What needs to be done
Where a line of the following data contains the string "EglNativeWindow", include it in the tally. Report the total alone.
==*==
//! Raw EGL and GL ES types, constants and function pointer signatures.
//!
//! Nothing here is linked at build time. Every entry point is resolved at
//! runtime from the vendor libraries (`libEGL.so.1`, `libGL.so.1`,
//! `libGLESv2.so.2`), matching how the rest of the stack (NvFBC, CUDA,
//! VAAPI) is loaded. Only the subset of GL ES 3.0 plus the DMA-BUF import
//! extension that the dataplane actually uses is declared.

use std::os::raw::{c_char, c_float, c_int, c_uint, c_void};

pub type EglDisplay = *mut c_void;
pub type EglConfig = *mut c_void;
pub type EglContext = *mut c_void;
pub type EglSurface = *mut c_void;
pub type EglImage = *mut c_void;
pub type EglNativeDisplay = *mut c_void;
pub type EglNativeWindow = usize;

pub type GlEnum = c_uint;
pub type GlUint = c_uint;
pub type GlInt = c_int;
pub type GlSizei = c_int;
pub type GlBoolean = u8;

pub const EGL_SUCCESS: c_int = 0x3000;
pub const EGL_NO_DISPLAY: EglDisplay = std::ptr::null_mut();
pub const EGL_NO_CONTEXT: EglContext = std::ptr::null_mut();
pub const EGL_NO_SURFACE: EglSurface = std::ptr::null_mut();
pub const EGL_NO_IMAGE: EglImage = std::ptr::null_mut();
pub const EGL_DEFAULT_DISPLAY: EglNativeDisplay = std::ptr::null_mut();

pub const EGL_NONE: c_int = 0x3038;
pub const EGL_TRUE: c_uint = 1;

pub const EGL_OPENGL_ES2_BIT: c_int = 0x0004;
pub const EGL_OPENGL_ES_API: c_uint = 0x30A0;
pub const EGL_RENDERABLE_TYPE: c_int = 0x3040;
pub const EGL_SURFACE_TYPE: c_int = 0x3033;
pub const EGL_WINDOW_BIT: c_int = 0x0004;
pub const EGL_PBUFFER_BIT: c_int = 0x0001;
pub const EGL_RED_SIZE: c_int = 0x3024;
pub const EGL_GREEN_SIZE: c_int = 0x3023;
pub const EGL_BLUE_SIZE: c_int = 0x3022;
pub const EGL_ALPHA_SIZE: c_int = 0x3021;
pub const EGL_WIDTH: c_int = 0x3057;
pub const EGL_HEIGHT: c_int = 0x3056;
pub const EGL_CONTEXT_CLIENT_VERSION: c_int = 0x3098;

pub const EGL_NATIVE_PIXMAP_KHR: c_uint = 0x30B0;
pub const EGL_LINUX_DMA_BUF_EXT: c_uint = 0x3270;
pub const EGL_LINUX_DRM_FOURCC_EXT: c_int = 0x3271;
pub const EGL_DMA_BUF_PLANE0_FD_EXT: c_int = 0x3272;
pub const EGL_DMA_BUF_PLANE0_OFFSET_EXT: c_int = 0x3273;
pub const EGL_DMA_BUF_PLANE0_PITCH_EXT: c_int = 0x3274;
pub const EGL_DMA_BUF_PLANE1_FD_EXT: c_int = 0x3275;
pub const EGL_DMA_BUF_PLANE1_OFFSET_EXT: c_int = 0x3276;
pub const EGL_DMA_BUF_PLANE1_PITCH_EXT: c_int = 0x3277;
pub const EGL_DMA_BUF_PLANE2_FD_EXT: c_int = 0x3278;
pub const EGL_DMA_BUF_PLANE2_OFFSET_EXT: c_int = 0x3279;
pub const EGL_DMA_BUF_PLANE2_PITCH_EXT: c_int = 0x327A;
pub const EGL_DMA_BUF_PLANE3_FD_EXT: c_int = 0x3440;
pub const EGL_DMA_BUF_PLANE3_OFFSET_EXT: c_int = 0x3441;
pub const EGL_DMA_BUF_PLANE3_PITCH_EXT: c_int = 0x3442;
pub const EGL_DMA_BUF_PLANE0_MODIFIER_LO_EXT: c_int = 0x3443;
pub const EGL_DMA_BUF_PLANE0_MODIFIER_HI_EXT: c_int = 0x3444;
pub const EGL_DMA_BUF_PLANE1_MODIFIER_LO_EXT: c_int = 0x3445;
pub const EGL_DMA_BUF_PLANE1_MODIFIER_HI_EXT: c_int = 0x3446;
pub const EGL_DMA_BUF_PLANE2_MODIFIER_LO_EXT: c_int = 0x3447;
pub const EGL_DMA_BUF_PLANE2_MODIFIER_HI_EXT: c_int = 0x3448;
pub const EGL_DMA_BUF_PLANE3_MODIFIER_LO_EXT: c_int = 0x3449;
pub const EGL_DMA_BUF_PLANE3_MODIFIER_HI_EXT: c_int = 0x344A;

/// DRM_FORMAT_MOD_INVALID: the frame carries no explicit modifier.
pub const DRM_FORMAT_MOD_INVALID: u64 = 0x00FF_FFFF_FFFF_FFFF;

pub const GL_TEXTURE_2D: GlEnum = 0x0DE1;
pub const GL_TEXTURE_EXTERNAL_OES: GlEnum = 0x8D65;
pub const GL_TEXTURE0: GlEnum = 0x84C0;
pub const GL_TEXTURE_MIN_FILTER: GlEnum = 0x2801;
pub const GL_TEXTURE_MAG_FILTER: GlEnum = 0x2800;
pub const GL_TEXTURE_WRAP_S: GlEnum = 0x2802;
pub const GL_TEXTURE_WRAP_T: GlEnum = 0x2803;
pub const GL_CLAMP_TO_EDGE: GlInt = 0x812F;
pub const GL_LINEAR: GlInt = 0x2601;
pub const GL_NEAREST: GlInt = 0x2600;

pub const GL_RGBA: GlEnum = 0x1908;
pub const GL_BGRA: GlEnum = 0x80E1;
pub const GL_RED: GlEnum = 0x1903;
pub const GL_RG: GlEnum = 0x8227;
pub const GL_R8: GlEnum = 0x8229;
pub const GL_RG8: GlEnum = 0x822B;
pub const GL_R16: GlEnum = 0x822A;
pub const GL_RG16: GlEnum = 0x822C;
pub const GL_UNSIGNED_BYTE: GlEnum = 0x1401;
pub const GL_UNSIGNED_SHORT: GlEnum = 0x1403;
pub const GL_FLOAT: GlEnum = 0x1406;

pub const GL_FRAMEBUFFER: GlEnum = 0x8D40;
pub const GL_COLOR_ATTACHMENT0: GlEnum = 0x8CE0;
pub const GL_FRAMEBUFFER_COMPLETE: GlEnum = 0x8CD5;
pub const GL_COLOR_BUFFER_BIT: GlEnum = 0x4000;

pub const GL_ARRAY_BUFFER: GlEnum = 0x8892;
pub const GL_STATIC_DRAW: GlEnum = 0x88E4;
pub const GL_DYNAMIC_DRAW: GlEnum = 0x88E8;
pub const GL_TRIANGLES: GlEnum = 0x0004;

pub const GL_TEXTURE_SWIZZLE_RGBA: GlEnum = 0x8E46;
pub const GL_RED_COMPONENT: GlInt = 0x1903;
pub const GL_GREEN_COMPONENT: GlInt = 0x1904;
pub const GL_BLUE_COMPONENT: GlInt = 0x1905;
pub const GL_ALPHA_COMPONENT: GlInt = 0x1906;
pub const GL_ONE: GlInt = 1;

pub const GL_TEXTURE_WIDTH: GlEnum = 0x1000;
pub const GL_TEXTURE_HEIGHT: GlEnum = 0x1001;

pub const GL_VERTEX_SHADER: GlEnum = 0x8B31;
pub const GL_FRAGMENT_SHADER: GlEnum = 0x8B30;
pub const GL_COMPILE_STATUS: GlEnum = 0x8B81;
pub const GL_LINK_STATUS: GlEnum = 0x8B82;
pub const GL_INFO_LOG_LENGTH: GlEnum = 0x8B84;

pub const GL_SCISSOR_TEST: GlEnum = 0x0C11;
pub const GL_BLEND: GlEnum = 0x0BE2;
pub const GL_SRC_ALPHA: GlEnum = 0x0302;
pub const GL_ONE_MINUS_SRC_ALPHA: GlEnum = 0x0303;

pub const GL_VENDOR: GlEnum = 0x1F00;
pub const GL_RENDERER: GlEnum = 0x1F01;
pub const GL_NO_ERROR: GlEnum = 0;

pub const GL_PACK_ALIGNMENT: GlEnum = 0x0D05;
pub const GL_UNPACK_ALIGNMENT: GlEnum = 0x0CF5;

// EGL entry points.
pub type FnEglGetDisplay = unsafe extern "C" fn(EglNativeDisplay) -> EglDisplay;
pub type FnEglInitialize = unsafe extern "C" fn(EglDisplay, *mut c_int, *mut c_int) -> c_uint;
pub type FnEglTerminate = unsafe extern "C" fn(EglDisplay) -> c_uint;
pub type FnEglBindApi = unsafe extern "C" fn(c_uint) -> c_uint;
pub type FnEglChooseConfig =
    unsafe extern "C" fn(EglDisplay, *const c_int, *mut EglConfig, c_int, *mut c_int) -> c_uint;
pub type FnEglCreateContext =
    unsafe extern "C" fn(EglDisplay, EglConfig, EglContext, *const c_int) -> EglContext;
pub type FnEglDestroyContext = unsafe extern "C" fn(EglDisplay, EglContext) -> c_uint;
pub type FnEglCreateWindowSurface =
    unsafe extern "C" fn(EglDisplay, EglConfig, EglNativeWindow, *const c_int) -> EglSurface;
pub type FnEglCreatePbufferSurface =
    unsafe extern "C" fn(EglDisplay, EglConfig, *const c_int) -> EglSurface;
pub type FnEglDestroySurface = unsafe extern "C" fn(EglDisplay, EglSurface) -> c_uint;
pub type FnEglMakeCurrent =
    unsafe extern "C" fn(EglDisplay, EglSurface, EglSurface, EglContext) -> c_uint;
pub type FnEglSwapBuffers = unsafe extern "C" fn(EglDisplay, EglSurface) -> c_uint;
pub type FnEglSwapInterval = unsafe extern "C" fn(EglDisplay, c_int) -> c_uint;
pub type FnEglGetError = unsafe extern "C" fn() -> c_int;
pub type FnEglGetProcAddress = unsafe extern "C" fn(*const c_char) -> *mut c_void;
pub type FnEglCreateImage =
    unsafe extern "C" fn(EglDisplay, EglContext, c_uint, *mut c_void, *const isize) -> EglImage;
pub type FnEglDestroyImage = unsafe extern "C" fn(EglDisplay, EglImage) -> c_uint;
pub type FnGlEglImageTargetTexture2dOes = unsafe extern "C" fn(GlEnum, *mut c_void);

// GL ES 3.0 subset.
pub type FnGlGetString = unsafe extern "C" fn(GlEnum) -> *const c_char;
pub type FnGlGetError = unsafe extern "C" fn() -> GlEnum;
pub type FnGlClear = unsafe extern "C" fn(GlEnum);
pub type FnGlClearColor = unsafe extern "C" fn(c_float, c_float, c_float, c_float);
pub type FnGlViewport = unsafe extern "C" fn(GlInt, GlInt, GlSizei, GlSizei);
pub type FnGlScissor = unsafe extern "C" fn(GlInt, GlInt, GlSizei, GlSizei);
pub type FnGlEnable = unsafe extern "C" fn(GlEnum);
pub type FnGlDisable = unsafe extern "C" fn(GlEnum);
pub type FnGlBlendFunc = unsafe extern "C" fn(GlEnum, GlEnum);
pub type FnGlFlush = unsafe extern "C" fn();
pub type FnGlFinish = unsafe extern "C" fn();
pub type FnGlPixelStorei = unsafe extern "C" fn(GlEnum, GlInt);

pub type FnGlGenTextures = unsafe extern "C" fn(GlSizei, *mut GlUint);
pub type FnGlDeleteTextures = unsafe extern "C" fn(GlSizei, *const GlUint);
pub type FnGlBindTexture = unsafe extern "C" fn(GlEnum, GlUint);
pub type FnGlActiveTexture = unsafe extern "C" fn(GlEnum);
pub type FnGlTexParameteri = unsafe extern "C" fn(GlEnum, GlEnum, GlInt);
pub type FnGlTexParameteriv = unsafe extern "C" fn(GlEnum, GlEnum, *const GlInt);
pub type FnGlGetTexLevelParameteriv = unsafe extern "C" fn(GlEnum, GlInt, GlEnum, *mut GlInt);
pub type FnGlTexImage2d = unsafe extern "C" fn(
    GlEnum,
    GlInt,
    GlInt,
    GlSizei,
    GlSizei,
    GlInt,
    GlEnum,
    GlEnum,
    *const c_void,
);
pub type FnGlTexSubImage2d = unsafe extern "C" fn(
    GlEnum,
    GlInt,
    GlInt,
    GlInt,
    GlSizei,
    GlSizei,
    GlEnum,
    GlEnum,
    *const c_void,
);
pub type FnGlGetTexImage = unsafe extern "C" fn(GlEnum, GlInt, GlEnum, GlEnum, *mut c_void);

pub type FnGlGenFramebuffers = unsafe extern "C" fn(GlSizei, *mut GlUint);
pub type FnGlDeleteFramebuffers = unsafe extern "C" fn(GlSizei, *const GlUint);
pub type FnGlBindFramebuffer = unsafe extern "C" fn(GlEnum, GlUint);
pub type FnGlFramebufferTexture2d = unsafe extern "C" fn(GlEnum, GlEnum, GlEnum, GlUint, GlInt);
pub type FnGlCheckFramebufferStatus = unsafe extern "C" fn(GlEnum) -> GlEnum;
pub type FnGlReadPixels =
    unsafe extern "C" fn(GlInt, GlInt, GlSizei, GlSizei, GlEnum, GlEnum, *mut c_void);

pub type FnGlGenVertexArrays = unsafe extern "C" fn(GlSizei, *mut GlUint);
pub type FnGlDeleteVertexArrays = unsafe extern "C" fn(GlSizei, *const GlUint);
pub type FnGlBindVertexArray = unsafe extern "C" fn(GlUint);
pub type FnGlGenBuffers = unsafe extern "C" fn(GlSizei, *mut GlUint);
pub type FnGlDeleteBuffers = unsafe extern "C" fn(GlSizei, *const GlUint);
pub type FnGlBindBuffer = unsafe extern "C" fn(GlEnum, GlUint);
pub type FnGlBufferData = unsafe extern "C" fn(GlEnum, isize, *const c_void, GlEnum);
pub type FnGlBufferSubData = unsafe extern "C" fn(GlEnum, isize, isize, *const c_void);
pub type FnGlVertexAttribPointer =
    unsafe extern "C" fn(GlUint, GlInt, GlEnum, GlBoolean, GlSizei, *const c_void);
pub type FnGlEnableVertexAttribArray = unsafe extern "C" fn(GlUint);
pub type FnGlDrawArrays = unsafe extern "C" fn(GlEnum, GlInt, GlSizei);

pub type FnGlCreateShader = unsafe extern "C" fn(GlEnum) -> GlUint;
pub type FnGlDeleteShader = unsafe extern "C" fn(GlUint);
pub type FnGlShaderSource =
    unsafe extern "C" fn(GlUint, GlSizei, *const *const c_char, *const GlInt);
pub type FnGlCompileShader = unsafe extern "C" fn(GlUint);
pub type FnGlGetShaderiv = unsafe extern "C" fn(GlUint, GlEnum, *mut GlInt);
pub type FnGlGetShaderInfoLog = unsafe extern "C" fn(GlUint, GlSizei, *mut GlSizei, *mut c_char);
pub type FnGlCreateProgram = unsafe extern "C" fn() -> GlUint;
pub type FnGlDeleteProgram = unsafe extern "C" fn(GlUint);
pub type FnGlAttachShader = unsafe extern "C" fn(GlUint, GlUint);
pub type FnGlLinkProgram = unsafe extern "C" fn(GlUint);
pub type FnGlGetProgramiv = unsafe extern "C" fn(GlUint, GlEnum, *mut GlInt);
pub type FnGlGetProgramInfoLog = unsafe extern "C" fn(GlUint, GlSizei, *mut GlSizei, *mut c_char);
pub type FnGlUseProgram = unsafe extern "C" fn(GlUint);
pub type FnGlBindAttribLocation = unsafe extern "C" fn(GlUint, GlUint, *const c_char);
pub type FnGlGetUniformLocation = unsafe extern "C" fn(GlUint, *const c_char) -> GlInt;
pub type FnGlUniform1f = unsafe extern "C" fn(GlInt, c_float);
pub type FnGlUniform2f = unsafe extern "C" fn(GlInt, c_float, c_float);
pub type FnGlUniform1i = unsafe extern "C" fn(GlInt, GlInt);

#[cfg(test)]
mod tests {
    use super::*;

    #[test]
    fn test_dma_buf_attribute_triples_are_contiguous() {
        // The import code indexes plane attributes arithmetically; planes
        // 0..=2 use a contiguous block, plane 3 lives in its own range.
        assert_eq!(EGL_DMA_BUF_PLANE1_FD_EXT - EGL_DMA_BUF_PLANE0_FD_EXT, 3);
        assert_eq!(EGL_DMA_BUF_PLANE2_FD_EXT - EGL_DMA_BUF_PLANE1_FD_EXT, 3);
        assert_eq!(
            EGL_DMA_BUF_PLANE0_MODIFIER_HI_EXT - EGL_DMA_BUF_PLANE0_MODIFIER_LO_EXT,
            1
        );
    }

    #[test]
    fn test_invalid_modifier_sentinel() {
        assert_eq!(DRM_FORMAT_MOD_INVALID, 0x00FF_FFFF_FFFF_FFFF);
    }
}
==*==
Response for this exercise
2